Try it:
Copy out the entries exactly. Print them in full.

Excerpted records:
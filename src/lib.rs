// Oblique Gate - Library Root
// Copyright 2026 Joseph Stone - All Rights Reserved
//
// All modules exported here for use by the binary and tests.

pub mod config;
pub mod deck;
pub mod error;
pub mod format;
pub mod handlers;
pub mod mcp;
pub mod select;

pub use error::{ObliqueError, Result};
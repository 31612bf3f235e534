// Oblique Gate - Main Entry Point
// Copyright 2026 Joseph Stone - All Rights Reserved
//
// MCP stdio server for Oblique Strategies.
// Usage:
//   oblique-gate            # card + thinking label
//   oblique-gate 1          # card only
//   oblique-gate 2          # thinking label only
//   oblique-gate --list     # print the tool definition and exit

use anyhow::{Context, Result};
use clap::Parser;
use oblique_gate::{config::ServerConfig, handlers::Handlers, mcp};

#[derive(Parser)]
#[command(name = "oblique-gate")]
#[command(author = "Joseph Stone")]
#[command(version)]
#[command(about = "MCP Oblique Strategies Server")]
struct Cli {
    /// Output mode: '1' omits thinking text, '2' omits card
    #[arg(value_parser = ["1", "2"])]
    mode: Option<String>,

    /// Print the tool definition as JSON and exit
    #[arg(long)]
    list: bool,
}

fn main() -> Result<()> {
    // stderr only; stdout carries JSON-RPC
    let _ = env_logger::Builder::from_env(env_logger::Env::default().default_filter_or("info")).try_init();

    let cli = Cli::parse();

    if cli.list {
        let tools = serde_json::json!({ "tools": mcp::tool_definitions() });
        println!("{}", serde_json::to_string_pretty(&tools)?);
        return Ok(());
    }

    let config = ServerConfig::from_arg(cli.mode.as_deref())
        .with_context(|| format!("Rejected output mode {:?}", cli.mode))?;

    log::info!("Initializing MCP server...");
    let handlers = Handlers::new(config);

    // Blocks until stdin closes
    mcp::run(&handlers).context("MCP server loop failed")?;

    Ok(())
}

Output:
filename src/lib.rs
// Oblique Gate - Library Root
// Copyright 2026 Joseph Stone - All Rights Reserved
//
// All modules exported here for use by the binary and tests.

pub mod config;
pub mod deck;
pub mod error;
pub mod format;
pub mod handlers;
pub mod mcp;
pub mod select;

pub use error::{ObliqueError, Result};
repository 31612bf3f235e534
// Oblique Gate - Main Entry Point
// Copyright 2026 Joseph Stone - All Rights Reserved
//
// MCP stdio server for Oblique Strategies.
// Usage:
//   oblique-gate            # card + thinking label
//   oblique-gate 1          # card only
//   oblique-gate 2          # thinking label only
//   oblique-gate --list     # print the tool definition and exit

use anyhow::{Context, Result};
use clap::Parser;
use oblique_gate::{config::ServerConfig, handlers::Handlers, mcp};

#[derive(Parser)]
#[command(name = "oblique-gate")]
#[command(author = "Joseph Stone")]
#[command(version)]
#[command(about = "MCP Oblique Strategies Server")]
struct Cli {
    /// Output mode: '1' omits thinking text, '2' omits card
    #[arg(value_parser = ["1", "2"])]
    mode: Option<String>,

    /// Print the tool definition as JSON and exit
    #[arg(long)]
    list: bool,
}

fn main() -> Result<()> {
    // stderr only; stdout carries JSON-RPC
    let _ = env_logger::Builder::from_env(env_logger::Env::default().default_filter_or("info")).try_init();

    let cli = Cli::parse();

    if cli.list {
        let tools = serde_json::json!({ "tools": mcp::tool_definitions() });
        println!("{}", serde_json::to_string_pretty(&tools)?);
        return Ok(());
    }

    let config = ServerConfig::from_arg(cli.mode.as_deref())
        .with_context(|| format!("Rejected output mode {:?}", cli.mode))?;

    log::info!("Initializing MCP server...");
    let handlers = Handlers::new(config);

    // Blocks until stdin closes
    mcp::run(&handlers).context("MCP server loop failed")?;

    Ok(())
}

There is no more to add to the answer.